E dire che di ragazze veramente belle, di quelle che non hanno bisogno di usare photoshop per risultare tali, nella mia vita alcune le ho conosciute. Partecipando ai casting, oppure semplicemente frequentando un determinato ambiente si comprende immediatamente la “differenza”. Si conoscono ragazze che anche se vengono fotografate la mattina appena alzate dal letto, reduci da una notte insonne a causa di un violento raffreddore e 39 e mezzo di febbre, potrebbero benissimo, cosi’ come si presentano, essere ingaggiate per partecipare a Miss Universo.

E’ inutile, e’ solo questione di genetica. Quelle di cui parlo sono ragazze fortunate ed io le odio. Per questo motivo esiste photoshop: per riportare la serenita’ fra tutte quelle (e sono la stragrande maggioranza) che sentono di essere belle dentro, ma hanno la sfortuna di non esserlo abbastanza fuori.

Tornando alla signora alla quale e’ dedicato questo post: e’ evidente che lei, di photoshop, ne ha fatto uso abbondante. Oltre al culo ed alle tette, la cui rotondita’ dubito sia ottenuta ginnicamente, qualcuno ha avuto modo di osservarle attentamente il volto? Non vi pare che l’abbia un po’… come dire… rovinato?

Al mio occhio clinico non sfugge nulla, sono implacabile. Guardatele la pelle quando e’ fotografata lontano dal set: e’ butterata, rugosa, grassa, piena di antiestetici punti neri. Si capisce benissimo che nella sua vita ha dovuto studiare talmente tanta giurisprudenza da non aver avuto il tempo di dedicarsi alla cura della propria persona. Per questo motivo si e’ trascurata. Oppure dov’e’ cresciuta i dermatologi non conoscevano il Roaccutan che avrebbe sicuramente risolto gran parte dei suoi inestetismi.

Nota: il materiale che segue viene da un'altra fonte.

//! Key and signature types for collateral and operational identities.
//!
//! A safenode carries two Ed25519 identities: the collateral key that owns the
//! locked output and signs announcements, and the operational key held by the
//! running node that signs pings and verification replies.

use serde::{Deserialize, Deserializer, Serialize, Serializer};
use std::fmt;
use zeroize::{Zeroize, ZeroizeOnDrop};

/// A 32-byte Ed25519 public key.
#[derive(Clone, Copy, Default, PartialEq, Eq, PartialOrd, Ord, Hash, Serialize, Deserialize)]
pub struct PublicKey(pub [u8; 32]);

/// A 32-byte Ed25519 private key (seed).
///
/// Does not implement `Debug`, `Serialize` or `Clone`; bytes are zeroized on drop.
#[derive(Zeroize, ZeroizeOnDrop)]
pub struct PrivateKey(pub [u8; 32]);

/// A 64-byte Ed25519 signature.
#[derive(Clone, Copy, PartialEq, Eq)]
pub struct Signature(pub [u8; 64]);

impl Serialize for Signature {
    fn serialize<S: Serializer>(&self, serializer: S) -> Result<S::Ok, S::Error> {
        serializer.serialize_bytes(&self.0)
    }
}

impl<'de> Deserialize<'de> for Signature {
    fn deserialize<D: Deserializer<'de>>(deserializer: D) -> Result<Self, D::Error> {
        struct SigVisitor;

        impl<'de> serde::de::Visitor<'de> for SigVisitor {
            type Value = Signature;

            fn expecting(&self, f: &mut fmt::Formatter) -> fmt::Result {
                write!(f, "64 signature bytes")
            }

            fn visit_bytes<E: serde::de::Error>(self, v: &[u8]) -> Result<Self::Value, E> {
                let arr: [u8; 64] = v
                    .try_into()
                    .map_err(|_| E::invalid_length(v.len(), &self))?;
                Ok(Signature(arr))
            }

            fn visit_seq<A: serde::de::SeqAccess<'de>>(
                self,
                mut seq: A,
            ) -> Result<Self::Value, A::Error> {
                let mut arr = [0u8; 64];
                for (i, byte) in arr.iter_mut().enumerate() {
                    *byte = seq
                        .next_element()?
                        .ok_or_else(|| serde::de::Error::invalid_length(i, &self))?;
                }
                Ok(Signature(arr))
            }
        }

        deserializer.deserialize_bytes(SigVisitor)
    }
}

/// An Ed25519 key pair.
///
/// Built with `safenode_crypto::generate_keypair()` or
/// `safenode_crypto::keypair_from_private()`.
pub struct KeyPair {
    pub public: PublicKey,
    pub private: PrivateKey,
}

impl PublicKey {
    pub fn as_bytes(&self) -> &[u8; 32] {
        &self.0
    }
}

impl fmt::Debug for PublicKey {
    fn fmt(&self, f: &mut fmt::Formatter<'_>) -> fmt::Result {
        write!(f, "PublicKey(")?;
        for b in &self.0[..4] {
            write!(f, "{:02x}", b)?;
        }
        write!(f, "\u{2026})")
    }
}

impl Signature {
    pub fn as_bytes(&self) -> &[u8; 64] {
        &self.0
    }
}

impl fmt::Debug for Signature {
    fn fmt(&self, f: &mut fmt::Formatter<'_>) -> fmt::Result {
        write!(f, "Signature(")?;
        for b in &self.0[..4] {
            write!(f, "{:02x}", b)?;
        }
        write!(f, "\u{2026})")
    }
}

impl fmt::Debug for KeyPair {
    fn fmt(&self, f: &mut fmt::Formatter<'_>) -> fmt::Result {
        f.debug_struct("KeyPair")
            .field("public", &self.public)
            .finish_non_exhaustive()
    }
}
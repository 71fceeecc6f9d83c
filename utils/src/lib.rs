//! Shared utilities for the safenode workspace.

pub mod logging;
pub mod time;

pub use logging::{init_logging, LogFormat};
pub use time::format_duration;
//! Collateral validation against the chain.

use safenode_messages::rejection::{MISBEHAVIOR_MINOR, MISBEHAVIOR_MISMATCH};
use safenode_messages::{BroadcastMessage, Rejection};
use safenode_types::NodeParams;

use crate::chain::ChainView;

/// Check that `broadcast` is backed by a confirmed collateral output of the
/// right amount owned by its collateral key.
///
/// Returns the height of the block that mined the collateral. Missing,
/// spent or under-confirmed collateral is stale: the sender may simply be
/// ahead of us.
pub fn check_outpoint(
    chain: &dyn ChainView,
    broadcast: &BroadcastMessage,
    params: &NodeParams,
) -> Result<u32, Rejection> {
    let outpoint = broadcast.outpoint;
    let Some(info) = chain.collateral(&outpoint) else {
        return Err(Rejection::stale(format!("collateral {outpoint} not found")));
    };
    if info.spent {
        return Err(Rejection::stale(format!("collateral {outpoint} is spent")));
    }
    if info.value != params.collateral_amount {
        return Err(Rejection::structural(
            format!(
                "collateral {outpoint} holds {} instead of {}",
                info.value, params.collateral_amount
            ),
            MISBEHAVIOR_MISMATCH,
        ));
    }

    let tip = chain.tip_height();
    let confirmations = info.confirmations(tip);
    if confirmations < params.collateral_min_confirmations {
        return Err(Rejection::stale(format!(
            "collateral {outpoint} has {confirmations} of {} confirmations",
            params.collateral_min_confirmations
        )));
    }

    if info.owner != broadcast.collateral_key {
        return Err(Rejection::structural(
            format!("collateral {outpoint} is not owned by the announcing key"),
            MISBEHAVIOR_MISMATCH,
        ));
    }

    // The announcement may not predate the block that confirmed the collateral.
    let confirmed_at = info
        .height
        .saturating_add(params.collateral_min_confirmations.saturating_sub(1));
    if let Some(block_time) = chain.block_time(confirmed_at) {
        if broadcast.sig_time < block_time {
            return Err(Rejection::structural(
                format!(
                    "announcement for {outpoint} signed at {} before collateral confirmed at {block_time}",
                    broadcast.sig_time
                ),
                MISBEHAVIOR_MINOR,
            ));
        }
    }

    Ok(info.height)
}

Essendo donna come lei so che, nonostante tutti i privilegi di cui puo’ godere grazie al suo incarico che oggi la porta ad occuparsi di questioni serie che riguardano il bene dell’Italia, quali la prostituzione e la droga, tutte cose che non hanno mai fatto parte della sua realta’ e che lei ha sempre osteggiato e combattuto, non vive bene il problema della sua pelle. Ed e’ un vero peccato, perche’ dicono che per tutto il resto sia bravissima.

* Nell’immagine: Veronica Carso… oppure “mia cuggina”?